→ **BRIEF**
Hunt through the lines below for the string "IpcRLogger" and copy each one that has it.

→ **RECORDS FOR THE TASK**

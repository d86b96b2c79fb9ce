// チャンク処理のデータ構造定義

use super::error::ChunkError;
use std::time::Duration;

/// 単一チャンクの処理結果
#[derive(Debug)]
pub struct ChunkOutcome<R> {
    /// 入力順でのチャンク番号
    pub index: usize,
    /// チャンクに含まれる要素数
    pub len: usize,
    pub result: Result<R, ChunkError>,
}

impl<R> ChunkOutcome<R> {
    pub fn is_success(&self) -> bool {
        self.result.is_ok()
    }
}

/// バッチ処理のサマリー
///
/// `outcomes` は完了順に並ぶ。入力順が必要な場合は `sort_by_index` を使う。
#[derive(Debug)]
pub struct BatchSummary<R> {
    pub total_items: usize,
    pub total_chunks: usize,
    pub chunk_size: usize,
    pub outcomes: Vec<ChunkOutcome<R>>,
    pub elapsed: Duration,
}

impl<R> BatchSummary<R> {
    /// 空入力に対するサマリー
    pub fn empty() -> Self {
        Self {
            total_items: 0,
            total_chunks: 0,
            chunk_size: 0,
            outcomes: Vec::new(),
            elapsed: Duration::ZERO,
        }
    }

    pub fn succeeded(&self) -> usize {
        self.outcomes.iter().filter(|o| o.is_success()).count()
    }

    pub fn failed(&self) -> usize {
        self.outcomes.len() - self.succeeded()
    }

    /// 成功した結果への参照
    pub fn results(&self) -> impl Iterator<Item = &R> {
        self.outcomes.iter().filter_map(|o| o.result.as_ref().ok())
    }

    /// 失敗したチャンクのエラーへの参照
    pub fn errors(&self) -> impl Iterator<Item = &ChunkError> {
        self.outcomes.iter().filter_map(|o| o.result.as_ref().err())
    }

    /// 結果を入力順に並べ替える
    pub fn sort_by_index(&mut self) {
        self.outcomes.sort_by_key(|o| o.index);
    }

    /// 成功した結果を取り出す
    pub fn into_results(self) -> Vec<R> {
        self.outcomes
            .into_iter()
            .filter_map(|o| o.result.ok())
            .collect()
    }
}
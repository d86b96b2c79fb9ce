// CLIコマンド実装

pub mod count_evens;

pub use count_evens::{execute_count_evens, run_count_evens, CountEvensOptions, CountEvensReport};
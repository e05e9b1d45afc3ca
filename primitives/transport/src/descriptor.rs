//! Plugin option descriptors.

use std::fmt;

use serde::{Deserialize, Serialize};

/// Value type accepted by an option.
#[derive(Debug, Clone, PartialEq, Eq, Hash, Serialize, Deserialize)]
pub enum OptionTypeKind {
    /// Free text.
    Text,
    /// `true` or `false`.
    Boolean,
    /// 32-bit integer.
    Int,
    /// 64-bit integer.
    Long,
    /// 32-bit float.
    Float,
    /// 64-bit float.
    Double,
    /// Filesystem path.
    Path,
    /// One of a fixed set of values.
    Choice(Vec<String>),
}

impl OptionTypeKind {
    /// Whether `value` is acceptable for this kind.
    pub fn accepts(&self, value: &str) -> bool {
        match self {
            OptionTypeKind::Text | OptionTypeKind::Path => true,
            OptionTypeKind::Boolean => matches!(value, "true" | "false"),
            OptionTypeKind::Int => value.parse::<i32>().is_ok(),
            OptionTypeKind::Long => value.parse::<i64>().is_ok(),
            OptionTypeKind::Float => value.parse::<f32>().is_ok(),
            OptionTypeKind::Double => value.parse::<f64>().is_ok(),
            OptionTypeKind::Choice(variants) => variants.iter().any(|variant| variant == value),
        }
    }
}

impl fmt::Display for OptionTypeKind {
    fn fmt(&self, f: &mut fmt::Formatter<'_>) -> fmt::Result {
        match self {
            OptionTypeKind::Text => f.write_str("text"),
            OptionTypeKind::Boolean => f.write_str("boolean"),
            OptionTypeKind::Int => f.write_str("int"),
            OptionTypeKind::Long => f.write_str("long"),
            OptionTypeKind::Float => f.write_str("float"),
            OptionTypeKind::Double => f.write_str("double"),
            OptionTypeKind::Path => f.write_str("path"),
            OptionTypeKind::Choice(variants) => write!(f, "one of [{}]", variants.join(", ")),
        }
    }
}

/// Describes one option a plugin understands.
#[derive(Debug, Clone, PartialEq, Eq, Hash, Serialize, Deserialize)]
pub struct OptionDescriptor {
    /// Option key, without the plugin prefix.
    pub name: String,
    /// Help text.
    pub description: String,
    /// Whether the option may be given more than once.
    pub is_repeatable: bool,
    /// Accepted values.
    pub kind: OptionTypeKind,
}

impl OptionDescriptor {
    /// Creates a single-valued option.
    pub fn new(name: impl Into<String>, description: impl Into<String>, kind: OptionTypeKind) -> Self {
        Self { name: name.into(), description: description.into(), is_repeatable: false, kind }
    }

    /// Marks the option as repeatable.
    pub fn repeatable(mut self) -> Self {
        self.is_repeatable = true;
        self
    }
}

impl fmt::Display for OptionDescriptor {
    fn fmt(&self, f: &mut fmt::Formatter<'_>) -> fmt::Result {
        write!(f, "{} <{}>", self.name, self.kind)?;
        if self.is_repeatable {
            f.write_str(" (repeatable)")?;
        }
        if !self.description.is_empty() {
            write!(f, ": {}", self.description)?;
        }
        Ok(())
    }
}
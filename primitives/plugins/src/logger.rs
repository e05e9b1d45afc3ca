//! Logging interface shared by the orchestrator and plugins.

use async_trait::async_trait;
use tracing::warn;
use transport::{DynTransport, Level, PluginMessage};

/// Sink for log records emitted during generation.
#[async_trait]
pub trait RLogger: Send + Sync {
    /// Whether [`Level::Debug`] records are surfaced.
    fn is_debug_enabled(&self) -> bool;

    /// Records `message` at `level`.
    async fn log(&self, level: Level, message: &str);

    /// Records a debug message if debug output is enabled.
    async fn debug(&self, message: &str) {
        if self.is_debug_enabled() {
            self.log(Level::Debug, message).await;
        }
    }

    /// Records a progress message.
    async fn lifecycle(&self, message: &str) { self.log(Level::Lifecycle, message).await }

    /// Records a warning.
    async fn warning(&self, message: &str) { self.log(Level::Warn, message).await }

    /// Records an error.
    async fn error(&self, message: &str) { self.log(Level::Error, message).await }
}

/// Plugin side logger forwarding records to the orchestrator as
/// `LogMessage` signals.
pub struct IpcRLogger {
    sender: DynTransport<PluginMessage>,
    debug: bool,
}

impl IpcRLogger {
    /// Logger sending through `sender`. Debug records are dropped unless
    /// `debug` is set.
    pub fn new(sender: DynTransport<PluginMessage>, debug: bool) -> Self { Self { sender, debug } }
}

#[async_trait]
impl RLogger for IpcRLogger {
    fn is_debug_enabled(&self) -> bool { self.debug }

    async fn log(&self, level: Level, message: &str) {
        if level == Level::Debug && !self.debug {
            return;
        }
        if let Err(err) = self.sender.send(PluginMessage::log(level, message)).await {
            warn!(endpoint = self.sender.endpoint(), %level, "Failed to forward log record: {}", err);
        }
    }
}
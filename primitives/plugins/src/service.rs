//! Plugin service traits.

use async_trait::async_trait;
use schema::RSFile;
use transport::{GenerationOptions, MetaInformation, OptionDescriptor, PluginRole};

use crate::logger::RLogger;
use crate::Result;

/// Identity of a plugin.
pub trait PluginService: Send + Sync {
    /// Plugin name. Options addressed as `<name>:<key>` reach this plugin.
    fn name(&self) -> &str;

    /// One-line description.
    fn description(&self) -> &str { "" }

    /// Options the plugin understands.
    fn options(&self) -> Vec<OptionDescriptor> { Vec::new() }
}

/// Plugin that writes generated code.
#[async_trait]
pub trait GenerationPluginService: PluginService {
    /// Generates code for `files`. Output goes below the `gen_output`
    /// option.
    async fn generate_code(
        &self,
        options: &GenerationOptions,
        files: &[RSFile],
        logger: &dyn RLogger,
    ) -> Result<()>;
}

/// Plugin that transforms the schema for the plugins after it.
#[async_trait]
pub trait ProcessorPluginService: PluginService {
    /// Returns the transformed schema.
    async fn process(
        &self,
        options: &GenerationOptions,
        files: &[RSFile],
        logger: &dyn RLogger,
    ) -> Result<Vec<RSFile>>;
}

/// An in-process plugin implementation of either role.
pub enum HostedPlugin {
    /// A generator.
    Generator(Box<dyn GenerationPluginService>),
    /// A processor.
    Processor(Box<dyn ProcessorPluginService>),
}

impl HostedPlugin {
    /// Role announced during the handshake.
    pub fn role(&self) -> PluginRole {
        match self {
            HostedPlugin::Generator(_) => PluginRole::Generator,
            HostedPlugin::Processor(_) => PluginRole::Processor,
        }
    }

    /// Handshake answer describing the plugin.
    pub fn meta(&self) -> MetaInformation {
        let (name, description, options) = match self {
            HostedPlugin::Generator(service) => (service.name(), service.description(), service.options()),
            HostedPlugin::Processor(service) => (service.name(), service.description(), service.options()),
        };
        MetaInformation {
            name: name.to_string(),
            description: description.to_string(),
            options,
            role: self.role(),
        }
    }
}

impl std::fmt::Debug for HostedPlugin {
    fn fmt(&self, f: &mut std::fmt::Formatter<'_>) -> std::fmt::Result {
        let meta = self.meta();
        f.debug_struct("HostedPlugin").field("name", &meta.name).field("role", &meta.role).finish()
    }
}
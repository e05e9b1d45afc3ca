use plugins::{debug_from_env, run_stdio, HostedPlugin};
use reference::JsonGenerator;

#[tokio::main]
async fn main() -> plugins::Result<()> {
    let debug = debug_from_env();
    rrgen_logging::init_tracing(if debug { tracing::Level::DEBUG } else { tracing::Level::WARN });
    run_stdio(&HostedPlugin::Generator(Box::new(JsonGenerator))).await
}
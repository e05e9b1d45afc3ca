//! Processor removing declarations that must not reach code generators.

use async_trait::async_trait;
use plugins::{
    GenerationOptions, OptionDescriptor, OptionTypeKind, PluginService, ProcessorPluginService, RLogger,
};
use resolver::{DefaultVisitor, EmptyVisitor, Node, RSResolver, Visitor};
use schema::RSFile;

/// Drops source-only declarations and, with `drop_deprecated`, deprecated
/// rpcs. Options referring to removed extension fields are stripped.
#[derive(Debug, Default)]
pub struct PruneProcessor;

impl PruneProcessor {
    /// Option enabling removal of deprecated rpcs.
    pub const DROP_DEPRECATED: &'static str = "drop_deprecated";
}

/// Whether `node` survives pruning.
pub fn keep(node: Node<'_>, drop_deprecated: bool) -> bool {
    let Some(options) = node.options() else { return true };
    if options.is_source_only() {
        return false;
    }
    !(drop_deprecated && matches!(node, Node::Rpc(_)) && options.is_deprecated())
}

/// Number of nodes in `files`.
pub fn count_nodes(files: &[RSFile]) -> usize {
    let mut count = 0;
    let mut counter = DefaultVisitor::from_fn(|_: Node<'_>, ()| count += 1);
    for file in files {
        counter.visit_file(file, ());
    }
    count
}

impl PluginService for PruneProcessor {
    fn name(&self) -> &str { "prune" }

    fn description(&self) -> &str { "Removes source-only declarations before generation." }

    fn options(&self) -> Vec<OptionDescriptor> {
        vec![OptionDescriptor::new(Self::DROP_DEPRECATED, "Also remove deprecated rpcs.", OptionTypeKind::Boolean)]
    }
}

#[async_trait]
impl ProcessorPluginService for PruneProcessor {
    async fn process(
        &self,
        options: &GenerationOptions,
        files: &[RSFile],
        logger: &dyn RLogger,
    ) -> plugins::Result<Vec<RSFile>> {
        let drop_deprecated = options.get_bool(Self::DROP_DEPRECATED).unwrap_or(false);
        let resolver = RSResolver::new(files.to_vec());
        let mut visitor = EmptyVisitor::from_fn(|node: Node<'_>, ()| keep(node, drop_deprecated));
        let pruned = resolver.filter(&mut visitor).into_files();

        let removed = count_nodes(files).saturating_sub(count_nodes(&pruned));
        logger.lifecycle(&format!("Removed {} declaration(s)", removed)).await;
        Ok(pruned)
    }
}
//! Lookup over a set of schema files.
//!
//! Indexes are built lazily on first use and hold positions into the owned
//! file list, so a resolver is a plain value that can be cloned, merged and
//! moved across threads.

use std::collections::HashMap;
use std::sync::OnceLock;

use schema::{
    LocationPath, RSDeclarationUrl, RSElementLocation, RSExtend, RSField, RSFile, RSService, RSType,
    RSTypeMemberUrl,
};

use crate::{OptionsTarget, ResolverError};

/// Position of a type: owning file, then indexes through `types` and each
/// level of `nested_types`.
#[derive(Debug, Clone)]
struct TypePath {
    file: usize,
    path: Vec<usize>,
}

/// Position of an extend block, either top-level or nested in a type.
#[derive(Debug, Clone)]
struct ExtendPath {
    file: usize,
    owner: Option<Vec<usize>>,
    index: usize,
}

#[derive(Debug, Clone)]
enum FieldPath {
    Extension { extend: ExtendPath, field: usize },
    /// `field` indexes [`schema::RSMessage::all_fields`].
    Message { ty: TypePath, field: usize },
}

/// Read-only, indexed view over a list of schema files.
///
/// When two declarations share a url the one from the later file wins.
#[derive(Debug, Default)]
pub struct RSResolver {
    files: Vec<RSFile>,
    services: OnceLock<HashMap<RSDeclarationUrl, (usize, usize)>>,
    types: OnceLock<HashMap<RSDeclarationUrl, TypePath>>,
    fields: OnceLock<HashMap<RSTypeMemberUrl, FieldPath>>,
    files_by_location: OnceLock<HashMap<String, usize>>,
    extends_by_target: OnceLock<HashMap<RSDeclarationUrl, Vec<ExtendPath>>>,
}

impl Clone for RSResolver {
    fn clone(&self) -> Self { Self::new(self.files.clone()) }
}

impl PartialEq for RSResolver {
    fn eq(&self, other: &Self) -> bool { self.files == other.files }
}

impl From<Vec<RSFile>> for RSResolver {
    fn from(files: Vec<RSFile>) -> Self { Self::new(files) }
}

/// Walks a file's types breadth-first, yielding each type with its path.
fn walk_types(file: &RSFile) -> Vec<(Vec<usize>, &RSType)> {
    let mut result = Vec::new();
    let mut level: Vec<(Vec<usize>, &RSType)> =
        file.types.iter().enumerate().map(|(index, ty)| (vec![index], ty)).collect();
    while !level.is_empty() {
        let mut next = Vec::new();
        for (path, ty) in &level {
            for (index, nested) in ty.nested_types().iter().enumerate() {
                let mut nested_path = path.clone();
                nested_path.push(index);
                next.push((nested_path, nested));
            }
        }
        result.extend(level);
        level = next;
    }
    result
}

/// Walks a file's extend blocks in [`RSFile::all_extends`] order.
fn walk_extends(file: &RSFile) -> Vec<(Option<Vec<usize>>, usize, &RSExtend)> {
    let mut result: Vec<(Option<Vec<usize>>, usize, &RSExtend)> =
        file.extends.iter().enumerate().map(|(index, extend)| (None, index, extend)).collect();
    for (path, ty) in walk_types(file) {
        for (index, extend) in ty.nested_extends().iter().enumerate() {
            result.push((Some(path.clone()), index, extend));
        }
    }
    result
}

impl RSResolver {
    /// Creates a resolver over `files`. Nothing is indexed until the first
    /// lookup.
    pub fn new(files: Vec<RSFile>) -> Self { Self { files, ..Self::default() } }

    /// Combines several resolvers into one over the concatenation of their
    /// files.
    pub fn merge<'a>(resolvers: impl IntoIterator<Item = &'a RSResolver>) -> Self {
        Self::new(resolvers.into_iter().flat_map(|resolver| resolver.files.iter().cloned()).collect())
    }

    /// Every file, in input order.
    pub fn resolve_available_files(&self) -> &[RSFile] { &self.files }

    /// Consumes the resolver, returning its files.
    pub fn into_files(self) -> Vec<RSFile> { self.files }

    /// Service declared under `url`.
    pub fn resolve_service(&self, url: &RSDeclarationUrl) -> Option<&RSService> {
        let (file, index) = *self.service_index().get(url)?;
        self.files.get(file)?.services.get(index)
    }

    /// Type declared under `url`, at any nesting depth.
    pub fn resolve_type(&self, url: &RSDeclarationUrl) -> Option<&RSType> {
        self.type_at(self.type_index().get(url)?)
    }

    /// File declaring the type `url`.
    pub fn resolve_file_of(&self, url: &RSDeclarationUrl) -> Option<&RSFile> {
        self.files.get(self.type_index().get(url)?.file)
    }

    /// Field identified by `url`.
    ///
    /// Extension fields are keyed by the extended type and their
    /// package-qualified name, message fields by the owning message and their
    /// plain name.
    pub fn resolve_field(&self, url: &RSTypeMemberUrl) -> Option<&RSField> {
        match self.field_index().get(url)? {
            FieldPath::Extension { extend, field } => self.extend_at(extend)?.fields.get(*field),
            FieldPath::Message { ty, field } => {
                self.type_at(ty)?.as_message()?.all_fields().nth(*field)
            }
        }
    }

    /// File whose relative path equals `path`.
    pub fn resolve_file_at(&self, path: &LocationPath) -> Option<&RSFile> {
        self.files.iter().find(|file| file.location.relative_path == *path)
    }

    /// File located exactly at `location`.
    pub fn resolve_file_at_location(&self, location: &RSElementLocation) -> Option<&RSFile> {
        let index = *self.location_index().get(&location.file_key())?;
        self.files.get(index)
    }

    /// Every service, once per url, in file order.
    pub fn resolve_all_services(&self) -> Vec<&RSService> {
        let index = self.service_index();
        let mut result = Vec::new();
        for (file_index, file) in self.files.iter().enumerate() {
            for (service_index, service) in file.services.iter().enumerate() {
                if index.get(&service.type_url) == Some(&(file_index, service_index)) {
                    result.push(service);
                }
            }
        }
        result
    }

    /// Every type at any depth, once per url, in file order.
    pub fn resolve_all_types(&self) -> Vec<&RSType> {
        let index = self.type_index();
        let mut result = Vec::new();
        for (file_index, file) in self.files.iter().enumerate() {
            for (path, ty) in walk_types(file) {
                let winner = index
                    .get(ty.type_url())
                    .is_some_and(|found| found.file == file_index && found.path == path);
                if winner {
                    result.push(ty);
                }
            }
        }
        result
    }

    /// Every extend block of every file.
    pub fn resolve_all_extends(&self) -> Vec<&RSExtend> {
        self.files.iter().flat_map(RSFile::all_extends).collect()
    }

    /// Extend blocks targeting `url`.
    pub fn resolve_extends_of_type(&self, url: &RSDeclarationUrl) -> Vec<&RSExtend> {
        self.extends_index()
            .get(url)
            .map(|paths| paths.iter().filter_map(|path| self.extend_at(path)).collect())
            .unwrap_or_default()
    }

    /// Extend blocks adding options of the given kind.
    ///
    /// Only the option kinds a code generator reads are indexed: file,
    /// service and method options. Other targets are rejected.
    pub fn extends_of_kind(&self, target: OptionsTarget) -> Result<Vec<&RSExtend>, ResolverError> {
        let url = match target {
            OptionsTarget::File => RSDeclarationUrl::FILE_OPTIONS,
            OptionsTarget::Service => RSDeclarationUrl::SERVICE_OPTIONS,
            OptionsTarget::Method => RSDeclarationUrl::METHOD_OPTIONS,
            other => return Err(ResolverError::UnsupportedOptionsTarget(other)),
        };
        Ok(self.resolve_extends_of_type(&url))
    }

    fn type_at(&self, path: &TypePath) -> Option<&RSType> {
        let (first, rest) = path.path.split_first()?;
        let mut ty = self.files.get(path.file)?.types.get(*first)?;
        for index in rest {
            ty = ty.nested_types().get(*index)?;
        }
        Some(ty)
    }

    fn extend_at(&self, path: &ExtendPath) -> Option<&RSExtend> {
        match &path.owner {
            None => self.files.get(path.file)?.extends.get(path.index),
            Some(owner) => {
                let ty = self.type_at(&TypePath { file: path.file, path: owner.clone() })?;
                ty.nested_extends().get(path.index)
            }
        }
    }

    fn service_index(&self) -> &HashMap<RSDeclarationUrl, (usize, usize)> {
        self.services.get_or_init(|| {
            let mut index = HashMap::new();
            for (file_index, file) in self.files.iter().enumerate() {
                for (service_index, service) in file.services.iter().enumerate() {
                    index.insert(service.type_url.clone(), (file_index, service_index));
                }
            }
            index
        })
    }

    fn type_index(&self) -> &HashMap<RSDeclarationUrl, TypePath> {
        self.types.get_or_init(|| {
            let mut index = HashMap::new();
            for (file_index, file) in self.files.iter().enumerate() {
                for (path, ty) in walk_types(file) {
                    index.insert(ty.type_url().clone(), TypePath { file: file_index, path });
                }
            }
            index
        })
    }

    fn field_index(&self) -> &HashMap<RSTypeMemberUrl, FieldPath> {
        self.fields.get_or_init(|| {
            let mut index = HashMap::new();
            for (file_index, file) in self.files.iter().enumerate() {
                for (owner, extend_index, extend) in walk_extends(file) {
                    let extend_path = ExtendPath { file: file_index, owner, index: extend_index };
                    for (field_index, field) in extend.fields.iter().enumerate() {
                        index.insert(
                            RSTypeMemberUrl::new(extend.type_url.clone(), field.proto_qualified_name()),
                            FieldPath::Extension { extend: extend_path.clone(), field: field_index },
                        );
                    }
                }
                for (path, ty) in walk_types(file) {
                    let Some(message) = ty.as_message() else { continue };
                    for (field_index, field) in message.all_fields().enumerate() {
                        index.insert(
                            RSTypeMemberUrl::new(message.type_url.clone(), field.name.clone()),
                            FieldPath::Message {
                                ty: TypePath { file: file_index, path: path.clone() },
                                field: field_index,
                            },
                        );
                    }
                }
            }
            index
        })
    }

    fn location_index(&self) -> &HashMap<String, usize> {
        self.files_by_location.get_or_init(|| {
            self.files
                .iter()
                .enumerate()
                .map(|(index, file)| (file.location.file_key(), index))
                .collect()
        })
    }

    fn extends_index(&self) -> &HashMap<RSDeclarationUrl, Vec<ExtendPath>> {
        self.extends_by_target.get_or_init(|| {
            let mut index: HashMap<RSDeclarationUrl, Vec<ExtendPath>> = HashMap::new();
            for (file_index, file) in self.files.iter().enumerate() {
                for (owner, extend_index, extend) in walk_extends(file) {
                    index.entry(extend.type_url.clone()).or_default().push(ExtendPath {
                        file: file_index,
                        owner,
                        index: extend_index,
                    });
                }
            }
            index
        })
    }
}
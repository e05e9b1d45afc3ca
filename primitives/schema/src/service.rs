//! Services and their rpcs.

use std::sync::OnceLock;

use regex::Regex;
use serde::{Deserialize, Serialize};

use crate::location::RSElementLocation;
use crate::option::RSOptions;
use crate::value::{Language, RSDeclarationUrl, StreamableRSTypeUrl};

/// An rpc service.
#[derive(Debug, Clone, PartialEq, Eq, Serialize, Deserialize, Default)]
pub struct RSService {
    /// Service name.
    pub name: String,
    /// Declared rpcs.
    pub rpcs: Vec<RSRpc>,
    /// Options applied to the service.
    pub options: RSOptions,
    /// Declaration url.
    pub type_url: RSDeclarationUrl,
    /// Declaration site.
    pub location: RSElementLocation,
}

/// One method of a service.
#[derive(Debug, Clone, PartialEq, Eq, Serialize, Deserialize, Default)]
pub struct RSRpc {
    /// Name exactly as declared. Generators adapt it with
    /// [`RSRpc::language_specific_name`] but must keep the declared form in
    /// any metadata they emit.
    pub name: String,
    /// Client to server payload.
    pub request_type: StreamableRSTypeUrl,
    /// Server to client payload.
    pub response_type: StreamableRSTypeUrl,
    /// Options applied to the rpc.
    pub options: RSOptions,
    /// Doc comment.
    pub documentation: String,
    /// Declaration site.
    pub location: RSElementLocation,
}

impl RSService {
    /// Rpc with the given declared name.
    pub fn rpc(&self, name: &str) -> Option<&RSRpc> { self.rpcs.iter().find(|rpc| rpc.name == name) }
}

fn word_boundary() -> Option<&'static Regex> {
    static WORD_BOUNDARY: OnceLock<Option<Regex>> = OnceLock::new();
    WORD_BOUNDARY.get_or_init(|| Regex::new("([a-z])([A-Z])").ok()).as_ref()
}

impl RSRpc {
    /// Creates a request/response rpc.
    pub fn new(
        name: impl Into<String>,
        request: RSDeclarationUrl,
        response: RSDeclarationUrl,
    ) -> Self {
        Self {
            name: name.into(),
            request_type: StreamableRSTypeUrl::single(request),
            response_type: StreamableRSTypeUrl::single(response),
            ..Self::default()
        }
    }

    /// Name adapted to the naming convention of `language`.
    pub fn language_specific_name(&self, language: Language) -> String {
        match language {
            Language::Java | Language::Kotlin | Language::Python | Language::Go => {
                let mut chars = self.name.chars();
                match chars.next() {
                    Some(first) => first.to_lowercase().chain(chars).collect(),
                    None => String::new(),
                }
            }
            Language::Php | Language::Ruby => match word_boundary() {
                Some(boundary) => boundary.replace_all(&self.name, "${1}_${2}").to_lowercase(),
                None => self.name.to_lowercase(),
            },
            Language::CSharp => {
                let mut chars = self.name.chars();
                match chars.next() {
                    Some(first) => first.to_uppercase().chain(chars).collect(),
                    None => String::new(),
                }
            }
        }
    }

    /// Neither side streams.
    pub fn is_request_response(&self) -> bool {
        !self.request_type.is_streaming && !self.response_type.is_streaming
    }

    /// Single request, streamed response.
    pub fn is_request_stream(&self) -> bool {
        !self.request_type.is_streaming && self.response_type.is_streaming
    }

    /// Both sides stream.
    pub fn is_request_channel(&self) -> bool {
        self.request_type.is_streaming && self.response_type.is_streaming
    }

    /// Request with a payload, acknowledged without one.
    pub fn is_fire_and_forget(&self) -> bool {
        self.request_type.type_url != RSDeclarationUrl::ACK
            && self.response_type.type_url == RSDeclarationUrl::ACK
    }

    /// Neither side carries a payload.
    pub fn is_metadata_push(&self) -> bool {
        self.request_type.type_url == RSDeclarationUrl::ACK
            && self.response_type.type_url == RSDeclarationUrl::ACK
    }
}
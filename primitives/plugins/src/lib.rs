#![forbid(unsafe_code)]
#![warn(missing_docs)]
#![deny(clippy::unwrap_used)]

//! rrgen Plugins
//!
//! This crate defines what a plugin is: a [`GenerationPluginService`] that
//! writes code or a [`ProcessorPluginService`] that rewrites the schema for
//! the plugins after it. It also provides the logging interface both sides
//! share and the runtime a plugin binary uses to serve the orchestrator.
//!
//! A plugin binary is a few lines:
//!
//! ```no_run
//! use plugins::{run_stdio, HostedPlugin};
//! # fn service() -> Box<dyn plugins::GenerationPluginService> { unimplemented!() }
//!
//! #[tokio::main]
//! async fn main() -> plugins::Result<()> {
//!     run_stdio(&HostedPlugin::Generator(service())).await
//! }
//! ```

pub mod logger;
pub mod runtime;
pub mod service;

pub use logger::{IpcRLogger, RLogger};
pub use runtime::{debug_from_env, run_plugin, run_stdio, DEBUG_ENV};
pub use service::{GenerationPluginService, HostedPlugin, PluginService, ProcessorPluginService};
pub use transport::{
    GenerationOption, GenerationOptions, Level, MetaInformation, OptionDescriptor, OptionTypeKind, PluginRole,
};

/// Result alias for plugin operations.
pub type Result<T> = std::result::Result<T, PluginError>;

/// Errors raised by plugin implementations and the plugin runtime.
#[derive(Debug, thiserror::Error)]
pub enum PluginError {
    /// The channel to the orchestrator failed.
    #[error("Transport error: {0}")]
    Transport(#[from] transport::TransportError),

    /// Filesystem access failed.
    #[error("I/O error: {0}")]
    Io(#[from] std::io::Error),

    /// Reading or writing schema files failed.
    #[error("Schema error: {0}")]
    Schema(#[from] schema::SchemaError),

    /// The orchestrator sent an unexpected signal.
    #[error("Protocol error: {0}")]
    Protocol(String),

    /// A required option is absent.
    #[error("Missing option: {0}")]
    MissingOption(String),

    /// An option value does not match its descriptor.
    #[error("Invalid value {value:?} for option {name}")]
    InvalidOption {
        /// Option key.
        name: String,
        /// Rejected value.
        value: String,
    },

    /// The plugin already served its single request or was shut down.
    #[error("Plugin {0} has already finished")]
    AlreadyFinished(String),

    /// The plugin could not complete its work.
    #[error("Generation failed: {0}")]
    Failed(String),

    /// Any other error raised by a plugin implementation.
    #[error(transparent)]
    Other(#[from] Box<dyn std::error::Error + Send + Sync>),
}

→ **YOUR RESPONSE**
pub struct IpcRLogger {
impl IpcRLogger {
impl RLogger for IpcRLogger {
pub use logger::{IpcRLogger, RLogger};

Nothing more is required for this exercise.